[Opening GIVEN ENTRIES section]

//! JSON error responses for the admin API.
//!
//! Every failure leaving the admin surface is shaped as
//! `{"type": "...", "msg": "..."}`, with the type derived from the status
//! class: 4xx are `bad_request_error`, 5xx are `api_internal_error`.

use std::fmt;

use http_body_util::Full;
use hyper::body::Bytes;
use hyper::header::HeaderValue;
use hyper::{header, Response, StatusCode};
use serde::{Deserialize, Serialize};

#[derive(Debug, Clone, Copy, PartialEq, Eq, Serialize, Deserialize)]
pub enum ApiErrorKind {
    #[serde(rename = "bad_request_error")]
    BadRequest,
    #[serde(rename = "api_internal_error")]
    Internal,
}

/// An admin API error: the HTTP status it maps to plus the wire shape.
#[derive(Debug, Clone)]
pub struct ApiError {
    pub status: StatusCode,
    pub msg: String,
}

impl ApiError {
    pub fn new(status: StatusCode, msg: impl Into<String>) -> Self {
        Self {
            status,
            msg: msg.into(),
        }
    }

    pub fn bad_request(msg: impl Into<String>) -> Self {
        Self::new(StatusCode::BAD_REQUEST, msg)
    }

    pub fn not_found(msg: impl Into<String>) -> Self {
        Self::new(StatusCode::NOT_FOUND, msg)
    }

    pub fn internal(msg: impl Into<String>) -> Self {
        Self::new(StatusCode::INTERNAL_SERVER_ERROR, msg)
    }

    pub fn kind(&self) -> ApiErrorKind {
        if self.status.is_server_error() {
            ApiErrorKind::Internal
        } else {
            ApiErrorKind::BadRequest
        }
    }

    pub fn into_response(self) -> Response<Full<Bytes>> {
        let body = ApiErrorBody {
            kind: self.kind(),
            msg: self.msg,
        };
        let payload = serde_json::to_vec_pretty(&body)
            .unwrap_or_else(|_| br#"{"type":"api_internal_error","msg":"encoding error"}"#.to_vec());
        let mut resp = Response::new(Full::new(Bytes::from(payload)));
        *resp.status_mut() = self.status;
        resp.headers_mut().insert(
            header::CONTENT_TYPE,
            HeaderValue::from_static("application/json; charset=utf-8"),
        );
        resp
    }
}

impl fmt::Display for ApiError {
    fn fmt(&self, f: &mut fmt::Formatter<'_>) -> fmt::Result {
        write!(f, "{}: {}", self.status, self.msg)
    }
}

impl std::error::Error for ApiError {}

/// The JSON body of an admin API error.
#[derive(Debug, Clone, Serialize, Deserialize)]
pub struct ApiErrorBody {
    #[serde(rename = "type")]
    pub kind: ApiErrorKind,
    pub msg: String,
}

[Closing GIVEN ENTRIES section]

- **REQUIRED WORK**
In the entries, find every line holding "Debug" and copy it.

- **OUTPUT FOR THIS TASK**
#[derive(Debug, Clone, Copy, PartialEq, Eq, Serialize, Deserialize)]
#[derive(Debug, Clone)]
#[derive(Debug, Clone, Serialize, Deserialize)]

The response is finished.